Task objective – Of the lines below, report only those that contain "SearchConfig".

(Saved data entries)

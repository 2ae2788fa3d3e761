//! Construction parameters for the elliptical calculus.

use serde::{Deserialize, Serialize};

use super::error::CalculusError;
use super::search::SearchConfig;

/// Immutable configuration of an [`EllipticalCalculus`](super::EllipticalCalculus).
///
/// Only `relative_width` shapes the curve. The remaining fields are numeric
/// guards with defaults that reproduce the reference behaviour; they are
/// exposed so they can be tuned without touching the formulas.
#[derive(Debug, Clone, PartialEq, Serialize, Deserialize)]
#[serde(default, deny_unknown_fields)]
pub struct EllipticalConfig {
    /// Horizontal half-axis of the ellipse as a fraction of the neutral price.
    pub relative_width: f64,
    /// Floor factor applied to the position denominator near the neutral price.
    pub position_epsilon: f64,
    /// Exponent `e` of the `price^e` bracket used when `relative_width` is outside `(-1, 1)`.
    pub degenerate_bracket_exponent: f64,
    /// Tuning of the bisection fallback.
    pub search: SearchConfig,
}

impl Default for EllipticalConfig {
    fn default() -> Self {
        Self {
            relative_width: 0.1,
            position_epsilon: 1e-10,
            degenerate_bracket_exponent: 2.0,
            search: SearchConfig::default(),
        }
    }
}

impl EllipticalConfig {
    /// Creates a configuration with the given width ratio and default guards.
    #[must_use]
    pub fn new(relative_width: f64) -> Self {
        Self {
            relative_width,
            ..Self::default()
        }
    }

    /// Sets the width ratio.
    #[must_use]
    pub fn with_relative_width(mut self, relative_width: f64) -> Self {
        self.relative_width = relative_width;
        self
    }

    /// Sets the position denominator floor.
    #[must_use]
    pub fn with_position_epsilon(mut self, position_epsilon: f64) -> Self {
        self.position_epsilon = position_epsilon;
        self
    }

    /// Sets the exponent of the out-of-model bracket fallback.
    #[must_use]
    pub fn with_degenerate_bracket_exponent(mut self, exponent: f64) -> Self {
        self.degenerate_bracket_exponent = exponent;
        self
    }

    /// Sets the search configuration.
    #[must_use]
    pub fn with_search(mut self, search: SearchConfig) -> Self {
        self.search = search;
        self
    }

    /// Validates the configuration.
    ///
    /// # Returns
    /// - `Ok(())` if every parameter is usable
    /// - `Err(CalculusError::InvalidConfig)` naming the first invalid parameter
    pub fn validate(&self) -> Result<(), CalculusError> {
        if !self.relative_width.is_finite() {
            return Err(CalculusError::InvalidConfig {
                message: format!(
                    "relative_width must be finite, got {}",
                    self.relative_width
                ),
            });
        }

        // every formula divides by the width
        if self.relative_width == 0.0 {
            return Err(CalculusError::InvalidConfig {
                message: "relative_width must be non-zero".to_string(),
            });
        }

        if !self.position_epsilon.is_finite() || self.position_epsilon < 0.0 {
            return Err(CalculusError::InvalidConfig {
                message: format!(
                    "position_epsilon must be non-negative and finite, got {}",
                    self.position_epsilon
                ),
            });
        }

        if !self.degenerate_bracket_exponent.is_finite() {
            return Err(CalculusError::InvalidConfig {
                message: format!(
                    "degenerate_bracket_exponent must be finite, got {}",
                    self.degenerate_bracket_exponent
                ),
            });
        }

        self.search.validate()
    }

    /// Serializes the configuration to JSON.
    pub fn to_json(&self) -> Result<String, CalculusError> {
        serde_json::to_string(self).map_err(|error| CalculusError::SerializationError {
            message: error.to_string(),
        })
    }

    /// Deserializes and validates a configuration from JSON.
    ///
    /// Missing fields take their default values; unknown fields are rejected.
    pub fn from_json(data: &str) -> Result<Self, CalculusError> {
        let config: Self =
            serde_json::from_str(data).map_err(|error| CalculusError::DeserializationError {
                message: error.to_string(),
            })?;
        config.validate()?;
        Ok(config)
    }
}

Output for this task –
use super::search::SearchConfig;
    pub search: SearchConfig,
            search: SearchConfig::default(),
    pub fn with_search(mut self, search: SearchConfig) -> Self {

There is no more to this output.